Zhu3D 3.1.0

Heinz van Saanen zhu3d at aon.at
Fri Oct 26 09:29:36 CEST 2007


Name: Zhu3D
Version: 3.1.0
Type: KDE Scientific
Depend: Qt 4.x
License: GPL
More Info:
http://www.kde-apps.org/content/show.php?content=43071

Description:
 With Zhu3D you interactively can view and animate
functions, isosurfaces and a further independent
parametric system. Numerical solutions of equation
systems can be found with a precise and reliable
adaptive random search. The OpenGL-viewer supports
zooming, scaling, rotating and translating as well
as filed lightning or surface properties. Special
effects are transparency, textures, fog and motion
blur.

Besides the built in functions and constants you
can define your own ones. These user defined
functions can have an arbitrary amount of
parameters, can be nested or even be recursive.
For special purposes the function parsers support
if-conditions and boolean operators.

You have up to eight independent lights or
spotlights, background settings, miscellaneous
wire-modes or global illumination models. Pictures
are rendered as PNG, JPG, PDF or PostScript and
can be of arbitrary size. For textures Zhu3D
recognizes nine common formats. Isosurfaces can be
visualized with different volume-based algorithms.

Zhu3D runs under Linux/Unix, Windows 98/XP/Vista
and Mac OS X and is localized for English, German,
Spanish, French and Chinese. It supports different
CPU's as well as different API's like KDE, Motiv,
Gnome or Windows. All settings can be changed
dynamically at runtime. The application comes with
extended help files and a lot of examples.

COMPILING:

All you need is Qt >=4.1 and support for OpenGL
>=1.2. The latter can be a software implementation
like Mesa. The qmake easily can be taylored for
special needs, what supports packagers.

HW-REQUIREMENTS:

For basic viewings even an old and slow PC without
hardware accelerated OpenGL is sufficient.
However, enabling goddies like animation, big
textures and especially motion blur is a challenge
for every GPU out there. On the other hand
isosurfaces with dense meshes need a lot of
CPU-power.
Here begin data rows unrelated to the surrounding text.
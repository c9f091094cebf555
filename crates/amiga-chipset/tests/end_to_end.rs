use std::sync::{Arc, Mutex};

use amiga_chipset::custom_regs::{
    BPL1PTH, BPL1PTL, BPLCON0, COLOR00, COP1LCH, COP1LCL, COPJMP1, DDFSTOP, DDFSTRT, DIWSTOP,
    DIWSTRT, DMACON,
};
use amiga_chipset::{
    ChipRam, Chipset, ChipsetConfig, DisplayType, Observable, RasterPosition, ScanStatus,
    ScanTarget, Ticks, Value,
};

const COPPER_LIST: u32 = 0x1000;
const BITPLANE: u32 = 0x1_0000;
const LINE_WIDTH: usize = 227 * 4;

#[derive(Debug, Clone, PartialEq, Eq)]
enum Call {
    Sync(usize),
    Blank(usize),
    Burst(usize),
    Level(usize, u16),
    Data(Vec<u16>),
    FrameComplete,
}

impl Call {
    fn length(&self) -> usize {
        match self {
            Call::Sync(n) | Call::Blank(n) | Call::Burst(n) | Call::Level(n, _) => *n,
            Call::Data(pixels) => pixels.len(),
            Call::FrameComplete => 0,
        }
    }
}

/// Records every sink call; the test keeps a second handle to the log.
#[derive(Clone, Default)]
struct RecordingSink {
    calls: Arc<Mutex<Vec<Call>>>,
    display_type: DisplayType,
}

impl RecordingSink {
    fn push(&self, call: Call) {
        self.calls.lock().expect("sink lock").push(call);
    }
}

impl ScanTarget for RecordingSink {
    fn output_sync(&mut self, length: usize) {
        self.push(Call::Sync(length));
    }
    fn output_blank(&mut self, length: usize) {
        self.push(Call::Blank(length));
    }
    fn output_colour_burst(&mut self, length: usize) {
        self.push(Call::Burst(length));
    }
    fn output_level(&mut self, length: usize, colour: u16) {
        self.push(Call::Level(length, colour));
    }
    fn output_data(&mut self, pixels: &[u16]) {
        self.push(Call::Data(pixels.to_vec()));
    }
    fn frame_complete(&mut self) {
        self.push(Call::FrameComplete);
    }
    fn scan_status(&self) -> ScanStatus {
        ScanStatus {
            hsync_count: 7,
            ..ScanStatus::default()
        }
    }
    fn set_display_type(&mut self, display_type: DisplayType) {
        self.display_type = display_type;
    }
    fn display_type(&self) -> DisplayType {
        self.display_type
    }
}

fn make_chipset() -> (Chipset<ChipRam>, Arc<Mutex<Vec<Call>>>) {
    let mut chipset =
        Chipset::new(ChipRam::new(512 * 1024), ChipsetConfig::pal()).expect("valid config");
    let sink = RecordingSink::default();
    let calls = Arc::clone(&sink.calls);
    chipset.set_scan_target(Box::new(sink));
    (chipset, calls)
}

/// Calls grouped by the line they were emitted on.
fn calls_on_line(calls: &[Call], line: usize) -> Vec<Call> {
    let mut position = 0;
    let mut out = Vec::new();
    for call in calls {
        if *call == Call::FrameComplete {
            position = 0;
            continue;
        }
        if position / LINE_WIDTH == line {
            out.push(call.clone());
        }
        position += call.length();
    }
    out
}

fn start_copper(chipset: &mut Chipset<ChipRam>, program: &[u16]) {
    chipset.memory.load_words(COPPER_LIST, program);
    chipset.write_register(COP1LCH, 0);
    chipset.write_register(COP1LCL, COPPER_LIST as u16);
    chipset.write_register(DMACON, 0x8280);
    chipset.write_register(COPJMP1, 0);
}

fn run_to(chipset: &mut Chipset<ChipRam>, line: u16, cycle: u16) {
    let target = RasterPosition::new(line, cycle);
    while chipset.position() != target {
        chipset.run_for(Ticks::new(2));
    }
}

#[test]
fn copper_colour_change_at_line_ten() {
    let (mut chipset, _) = make_chipset();
    chipset.write_register(COLOR00, 0x0005);
    start_copper(&mut chipset, &[0x0A01, 0xFFFE, COLOR00, 0x0F00, 0xFFFF, 0xFFFE]);

    let last_cycle = chipset.agnus.beam.max_cycle();
    run_to(&mut chipset, 9, last_cycle);
    chipset.run_for(Ticks::new(2));
    assert_eq!(chipset.query("palette.0"), Some(Value::U16(0x0005)));
    chipset.run_for(Ticks::new(2));
    assert_eq!(chipset.query("palette.0"), Some(Value::U16(0x0F00)));
}

#[test]
fn border_follows_color00_from_the_wait_line() {
    let (mut chipset, calls) = make_chipset();
    chipset.write_register(COLOR00, 0x0005);
    start_copper(&mut chipset, &[0x6401, 0xFFFE, COLOR00, 0x0F00, 0xFFFF, 0xFFFE]);
    run_to(&mut chipset, 102, 0);

    let calls = calls.lock().expect("sink lock").clone();
    let levels = |line| -> Vec<u16> {
        calls_on_line(&calls, line)
            .into_iter()
            .filter_map(|call| match call {
                Call::Level(_, colour) => Some(colour),
                _ => None,
            })
            .collect()
    };
    assert_eq!(levels(99), [0x0005, 0x0005]);
    assert_eq!(levels(100), [0x0F00, 0x0F00]);
    assert!(levels(10).is_empty(), "vertical blank carries no border");
}

#[test]
fn one_sink_call_per_class_run() {
    let (mut chipset, calls) = make_chipset();
    chipset.write_register(COLOR00, 0x0123);
    run_to(&mut chipset, 52, 0);

    let calls = calls.lock().expect("sink lock").clone();
    assert_eq!(
        calls_on_line(&calls, 50),
        [
            Call::Level(15 * 4, 0x0123),
            Call::Blank(3 * 4),
            Call::Sync(17 * 4),
            Call::Blank(3 * 4),
            Call::Burst(9 * 4),
            Call::Blank(6 * 4),
            Call::Level(174 * 4, 0x0123),
        ]
    );
    assert_eq!(calls_on_line(&calls, 3)[0], Call::Sync(18 * 4));
}

#[test]
fn frame_complete_once_per_field() {
    let (mut chipset, calls) = make_chipset();
    let field = u64::from(chipset.agnus.beam.field_height()) * 227;
    chipset.run_for(Ticks::from_slots(2 * field));
    let frames = calls
        .lock()
        .expect("sink lock")
        .iter()
        .filter(|call| **call == Call::FrameComplete)
        .count();
    assert_eq!(frames, 2);
    assert_eq!(chipset.frame_count(), 2);
}

#[test]
fn lowres_bitplane_reaches_the_sink() {
    let (mut chipset, calls) = make_chipset();
    chipset.memory.load_words(BITPLANE, &[0xFFFF; 20 * 256]);
    chipset.write_register(COLOR00, 0x0000);
    chipset.write_register(COLOR00 + 2, 0x0FFF);
    chipset.write_register(DIWSTRT, 0x2C81);
    chipset.write_register(DIWSTOP, 0x2CC1);
    chipset.write_register(DDFSTRT, 0x0038);
    chipset.write_register(DDFSTOP, 0x00D0);
    chipset.write_register(BPL1PTH, (BITPLANE >> 16) as u16);
    chipset.write_register(BPL1PTL, BITPLANE as u16);
    chipset.write_register(BPLCON0, 0x1200);
    chipset.write_register(DMACON, 0x8300);

    run_to(&mut chipset, 0x30, 0);
    // Four lines of twenty words.
    assert_eq!(chipset.agnus.bitplanes.pointers[0], BITPLANE + 4 * 40);

    let calls = calls.lock().expect("sink lock").clone();
    let white: usize = calls_on_line(&calls, 0x2D)
        .iter()
        .map(|call| match call {
            Call::Data(pixels) => pixels.iter().filter(|&&p| p == 0x0FFF).count(),
            _ => 0,
        })
        .sum();
    assert!(white >= 600, "only {white} lit pixels");
    assert!(
        calls_on_line(&calls, 0x2B)
            .iter()
            .all(|call| !matches!(call, Call::Data(_))),
        "nothing above the window"
    );
}

#[test]
fn sink_passthroughs() {
    let (mut chipset, _) = make_chipset();
    assert_eq!(chipset.scan_status().hsync_count, 7);
    chipset.set_display_type(DisplayType::CompositeColour);
    assert_eq!(chipset.display_type(), DisplayType::CompositeColour);

    assert!(chipset.take_scan_target().is_some());
    assert_eq!(chipset.scan_status(), ScanStatus::default());
    assert_eq!(chipset.display_type(), DisplayType::Rgb);
    chipset.run_for(Ticks::from_slots(1000));
}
The costly isosurface tesselation
automatically supports multicore CPU's.

VERSIONS:

Whatever ends with an odd number, is considered as
"pre". Those versions are not intended to be
unfinished or buggy, but my testing capabilities
are limited to my own HW/SW-configurations. So
especially packagers may wait for an even number.
A complete Windows version is available - special
thanks to Victor Fernandez, who is hosting this!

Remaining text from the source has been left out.